### [Task directions]
Return all lines of the records that contain the word "name".

### [Records shown]
//! Quantity-observing handles over item stacks.
//!
//! A [`TrackedStack`] snapshots how many of a sample item are available in
//! some backing entity (a chest slot, a machine's held output) and writes
//! every reduction through to that entity. Observers can watch for
//! reductions and for the single transition to empty.
//!
//! A [`TrackedStackCollection`] chains several mutually stackable tracked
//! stacks and drains them in insertion order.

use crate::error::AutomateError;
use crate::item::{Item, ItemStack};
use std::fmt;

// ---------------------------------------------------------------------------
// Backing entities
// ---------------------------------------------------------------------------

/// Something a tracked stack can remove items from.
pub trait StackSource {
    /// Remove up to `quantity` items stackable with `sample`. Returns the
    /// amount actually removed.
    fn remove(&self, sample: &Item, quantity: u32) -> Result<u32, AutomateError>;
}

// ---------------------------------------------------------------------------
// Common contract
// ---------------------------------------------------------------------------

/// Shared contract of tracked stacks and tracked stack collections.
pub trait Tracked {
    /// The sample item, or `None` for an empty collection.
    fn sample(&self) -> Option<&Item>;

    /// How many items are still available.
    fn count(&self) -> u32;

    /// Reduce the count by `min(n, count)` and write the reduction through
    /// to the backing entity. Returns the amount actually reduced.
    fn reduce(&mut self, n: u32) -> Result<u32, AutomateError>;

    /// Reduce by `n` and return an independent stack of what was removed.
    fn take(&mut self, n: u32) -> Result<Option<ItemStack>, AutomateError> {
        let Some(sample) = self.sample().cloned() else {
            return Ok(None);
        };
        let taken = self.reduce(n)?;
        if taken == 0 {
            return Ok(None);
        }
        Ok(Some(ItemStack::new(sample, taken)))
    }
}

// ---------------------------------------------------------------------------
// TrackedStack
// ---------------------------------------------------------------------------

/// Observer called with the sample and the new count after every decrease.
pub type ReducedHook = Box<dyn FnMut(&Item, u32)>;

/// Observer called once, the first time the count reaches zero.
pub type EmptiedHook = Box<dyn FnMut(&Item)>;

/// A quantity of a sample item, decoupled from the stack it was read from.
pub struct TrackedStack {
    source: Option<Box<dyn StackSource>>,
    sample: Item,
    count: u32,
    /// Count at the last notification. Guards against repeat empty events.
    last_notified: u32,
    on_reduced: Vec<ReducedHook>,
    on_emptied: Vec<EmptiedHook>,
}

impl TrackedStack {
    /// Track `stack` as held by `source`.
    ///
    /// Fails with [`AutomateError::InvalidState`] when there is no item to
    /// track; callers check availability first.
    pub fn new(
        source: impl StackSource + 'static,
        stack: Option<&ItemStack>,
    ) -> Result<Self, AutomateError> {
        Self::build(Some(Box::new(source)), stack)
    }

    /// Track a stack that has no backing entity (reductions only affect the
    /// tracked count).
    pub fn detached(stack: &ItemStack) -> Result<Self, AutomateError> {
        Self::build(None, Some(stack))
    }

    fn build(
        source: Option<Box<dyn StackSource>>,
        stack: Option<&ItemStack>,
    ) -> Result<Self, AutomateError> {
        let Some(stack) = stack.filter(|s| s.quantity > 0) else {
            return Err(AutomateError::invalid_state(
                "cannot track an absent or empty item stack",
            ));
        };
        Ok(Self {
            source,
            sample: stack.item.clone(),
            count: stack.quantity,
            last_notified: stack.quantity,
            on_reduced: Vec::new(),
            on_emptied: Vec::new(),
        })
    }

    pub fn item(&self) -> &Item {
        &self.sample
    }

    /// Register an observer for every reduction.
    pub fn on_reduced(&mut self, hook: ReducedHook) {
        self.on_reduced.push(hook);
    }

    /// Register an observer for the transition to empty.
    pub fn on_emptied(&mut self, hook: EmptiedHook) {
        self.on_emptied.push(hook);
    }

    fn notify(&mut self) {
        if self.count >= self.last_notified {
            return;
        }
        for hook in &mut self.on_reduced {
            hook(&self.sample, self.count);
        }
        if self.count == 0 {
            for hook in &mut self.on_emptied {
                hook(&self.sample);
            }
        }
        self.last_notified = self.count;
    }
}

impl Tracked for TrackedStack {
    fn sample(&self) -> Option<&Item> {
        Some(&self.sample)
    }

    fn count(&self) -> u32 {
        self.count
    }

    fn reduce(&mut self, n: u32) -> Result<u32, AutomateError> {
        let amount = n.min(self.count);
        if amount == 0 {
            return Ok(0);
        }
        let removed = match &self.source {
            Some(source) => source.remove(&self.sample, amount)?,
            None => amount,
        };
        // A short removal means the entity ran dry behind our back.
        self.count = if removed < amount {
            0
        } else {
            self.count - removed
        };
        self.notify();
        Ok(removed)
    }
}

impl fmt::Debug for TrackedStack {
    fn fmt(&self, f: &mut fmt::Formatter<'_>) -> fmt::Result {
        f.debug_struct("TrackedStack")
            .field("sample", &self.sample.name)
            .field("count", &self.count)
            .field("backed", &self.source.is_some())
            .finish_non_exhaustive()
    }
}

// ---------------------------------------------------------------------------
// TrackedStackCollection
// ---------------------------------------------------------------------------

/// Several mutually stackable tracked stacks treated as one.
///
/// The first member fixes the sample. Reductions drain members in insertion
/// order, emptying one completely before touching the next.
#[derive(Default)]
pub struct TrackedStackCollection {
    members: Vec<Box<dyn Tracked>>,
}

impl TrackedStackCollection {
    pub fn new() -> Self {
        Self::default()
    }

    /// Whether `item` could join this collection.
    pub fn can_stack_with(&self, item: &Item) -> bool {
        match self.sample() {
            Some(sample) => sample.can_stack_with(item),
            None => true,
        }
    }

    /// Append a member.
    ///
    /// Fails with [`AutomateError::InvalidState`] if the member has no sample
    /// or cannot stack with the collection's sample.
    pub fn add(&mut self, member: impl Tracked + 'static) -> Result<(), AutomateError> {
        let Some(sample) = member.sample() else {
            return Err(AutomateError::invalid_state(
                "cannot add a tracked stack with no sample",
            ));
        };
        if !self.can_stack_with(sample) {
            return Err(AutomateError::invalid_state(format!(
                "{} cannot stack with {}",
                sample.name,
                self.sample().map(|s| s.name.as_str()).unwrap_or_default()
            )));
        }
        self.members.push(Box::new(member));
        Ok(())
    }

    pub fn len(&self) -> usize {
        self.members.len()
    }

    pub fn is_empty(&self) -> bool {
        self.members.is_empty()
    }

    /// Per-member counts, in insertion order.
    pub fn member_counts(&self) -> Vec<u32> {
        self.members.iter().map(|m| m.count()).collect()
    }
}

impl Tracked for TrackedStackCollection {
    fn sample(&self) -> Option<&Item> {
        self.members.first().and_then(|m| m.sample())
    }

    fn count(&self) -> u32 {
        self.members.iter().map(|m| m.count()).sum()
    }

    fn reduce(&mut self, n: u32) -> Result<u32, AutomateError> {
        let mut remaining = n;
        let mut reduced = 0;
        for member in &mut self.members {
            if remaining == 0 {
                break;
            }
            let drained = member.reduce(remaining)?;
            reduced += drained;
            remaining -= drained;
        }
        Ok(reduced)
    }
}

impl fmt::Debug for TrackedStackCollection {
    fn fmt(&self, f: &mut fmt::Formatter<'_>) -> fmt::Result {
        f.debug_struct("TrackedStackCollection")
            .field("sample", &self.sample().map(|s| s.name.as_str()))
            .field("members", &self.member_counts())
            .finish()
    }
}

#[cfg(test)]
mod tests {
    use super::*;
    use crate::id::ItemTypeId;
    use crate::item::{Inventory, ItemCategory, SharedInventory};
    use std::cell::Cell;
    use std::rc::Rc;

    fn iron_ore() -> Item {
        Item::new(ItemTypeId(380), "Iron Ore", ItemCategory::Metal, 10)
    }

    fn coal() -> Item {
        Item::new(ItemTypeId(382), "Coal", ItemCategory::BuildingResource, 15)
    }

    fn detached(item: Item, quantity: u32) -> TrackedStack {
        TrackedStack::detached(&ItemStack::new(item, quantity)).unwrap()
    }

    #[test]
    fn absent_item_is_invalid_state() {
        let inv = SharedInventory::new(Inventory::new(1));
        let result = TrackedStack::new(inv.slot_source(0), None);
        assert!(matches!(result, Err(AutomateError::InvalidState(_))));

        let empty = ItemStack::new(coal(), 0);
        assert!(matches!(
            TrackedStack::detached(&empty),
            Err(AutomateError::InvalidState(_))
        ));
    }

    #[test]
    fn reduce_clamps_to_count() {
        let mut stack = detached(coal(), 5);
        assert_eq!(stack.reduce(3).unwrap(), 3);
        assert_eq!(stack.count(), 2);
        assert_eq!(stack.reduce(10).unwrap(), 2);
        assert_eq!(stack.count(), 0);
        assert_eq!(stack.reduce(1).unwrap(), 0);
    }

    #[test]
    fn emptied_fires_exactly_once() {
        let emptied = Rc::new(Cell::new(0));
        let reduced = Rc::new(Cell::new(0));
        let mut stack = detached(coal(), 4);
        let e = emptied.clone();
        stack.on_emptied(Box::new(move |_| e.set(e.get() + 1)));
        let r = reduced.clone();
        stack.on_reduced(Box::new(move |_, _| r.set(r.get() + 1)));

        stack.reduce(1).unwrap();
        assert_eq!(emptied.get(), 0);
        stack.reduce(10).unwrap();
        stack.reduce(10).unwrap();
        stack.reduce(1).unwrap();

        assert_eq!(emptied.get(), 1);
        assert_eq!(reduced.get(), 2);
    }

    #[test]
    fn reduced_hook_sees_new_count() {
        let seen = Rc::new(Cell::new(u32::MAX));
        let mut stack = detached(coal(), 9);
        let s = seen.clone();
        stack.on_reduced(Box::new(move |item, count| {
            assert_eq!(item.name, "Coal");
            s.set(count);
        }));
        stack.reduce(4).unwrap();
        assert_eq!(seen.get(), 5);
    }

    #[test]
    fn reduce_writes_through_to_inventory() {
        let inv = SharedInventory::new(Inventory::new(2));
        let _ = inv.borrow_mut().unwrap().add(&coal(), 5);
        let snapshot = inv.borrow().unwrap().slot(0).cloned();
        let mut stack = TrackedStack::new(inv.slot_source(0), snapshot.as_ref()).unwrap();

        stack.reduce(2).unwrap();
        assert_eq!(inv.borrow().unwrap().count_of(coal().item_type), 3);
    }

    #[test]
    fn reduce_reports_what_the_slot_actually_gave() {
        let inv = SharedInventory::new(Inventory::new(1));
        let _ = inv.borrow_mut().unwrap().add(&coal(), 5);
        let snapshot = inv.borrow().unwrap().slot(0).cloned();
        let mut stack = TrackedStack::new(inv.slot_source(0), snapshot.as_ref()).unwrap();
        assert_eq!(inv.borrow_mut().unwrap().remove_from_slot(0, &coal(), 4), 4);

        assert_eq!(stack.reduce(3).unwrap(), 1);
        assert_eq!(stack.count(), 0);
        assert!(inv.borrow().unwrap().slot(0).is_none());
    }

    #[test]
    fn collection_moves_past_a_drained_member() {
        let first = SharedInventory::new(Inventory::new(1));
        let second = SharedInventory::new(Inventory::new(1));
        let _ = first.borrow_mut().unwrap().add(&coal(), 2);
        let _ = second.borrow_mut().unwrap().add(&coal(), 2);
        let mut collection = TrackedStackCollection::new();
        for inv in [&first, &second] {
            let snapshot = inv.borrow().unwrap().slot(0).cloned();
            collection
                .add(TrackedStack::new(inv.slot_source(0), snapshot.as_ref()).unwrap())
                .unwrap();
        }
        assert_eq!(first.borrow_mut().unwrap().remove_from_slot(0, &coal(), 2), 2);

        assert_eq!(collection.reduce(2).unwrap(), 2);
        assert_eq!(collection.member_counts(), vec![0, 0]);
        assert!(second.borrow().unwrap().slot(0).is_none());
    }

    #[test]
    fn take_returns_independent_stack() {
        let inv = SharedInventory::new(Inventory::new(1));
        let _ = inv.borrow_mut().unwrap().add(&coal(), 5);
        let snapshot = inv.borrow().unwrap().slot(0).cloned();
        let mut stack = TrackedStack::new(inv.slot_source(0), snapshot.as_ref()).unwrap();

        let taken = stack.take(7).unwrap().unwrap();
        assert_eq!(taken.quantity, 5);
        assert_eq!(taken.item, coal());
        assert!(inv.borrow().unwrap().slot(0).is_none());
        assert!(stack.take(1).unwrap().is_none());
    }

    #[test]
    fn collection_accepts_anything_when_empty() {
        let collection = TrackedStackCollection::new();
        assert!(collection.can_stack_with(&coal()));
        assert!(collection.sample().is_none());
        assert_eq!(collection.count(), 0);
    }

    #[test]
    fn collection_rejects_unstackable_member() {
        let mut collection = TrackedStackCollection::new();
        collection.add(detached(coal(), 1)).unwrap();
        assert!(!collection.can_stack_with(&iron_ore()));
        let err = collection.add(detached(iron_ore(), 1)).unwrap_err();
        assert!(matches!(err, AutomateError::InvalidState(_)));
    }

    #[test]
    fn collection_rejects_member_without_sample() {
        let mut collection = TrackedStackCollection::new();
        let err = collection.add(TrackedStackCollection::new()).unwrap_err();
        assert!(matches!(err, AutomateError::InvalidState(_)));
    }

    #[test]
    fn collection_drains_in_insertion_order() {
        let mut collection = TrackedStackCollection::new();
        collection.add(detached(iron_ore(), 2)).unwrap();
        collection.add(detached(iron_ore(), 3)).unwrap();
        collection.add(detached(iron_ore(), 4)).unwrap();
        assert_eq!(collection.count(), 9);

        assert_eq!(collection.reduce(4).unwrap(), 4);
        assert_eq!(collection.member_counts(), vec![0, 1, 4]);

        assert_eq!(collection.reduce(1).unwrap(), 1);
        assert_eq!(collection.member_counts(), vec![0, 0, 4]);
    }

    #[test]
    fn collection_take_flattens() {
        let mut collection = TrackedStackCollection::new();
        collection.add(detached(iron_ore(), 2)).unwrap();
        collection.add(detached(iron_ore(), 3)).unwrap();

        let taken = collection.take(4).unwrap().unwrap();
        assert_eq!(taken.quantity, 4);
        assert_eq!(taken.item, iron_ore());
        assert_eq!(collection.count(), 1);
    }

    #[test]
    fn collection_take_zero_is_none() {
        let mut collection = TrackedStackCollection::new();
        collection.add(detached(iron_ore(), 2)).unwrap();
        assert!(collection.take(0).unwrap().is_none());
        assert_eq!(collection.count(), 2);
    }
}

### [Exercise solution]
            .field("sample", &self.sample.name)
                sample.name,
                self.sample().map(|s| s.name.as_str()).unwrap_or_default()
            .field("sample", &self.sample().map(|s| s.name.as_str()))
            assert_eq!(item.name, "Coal");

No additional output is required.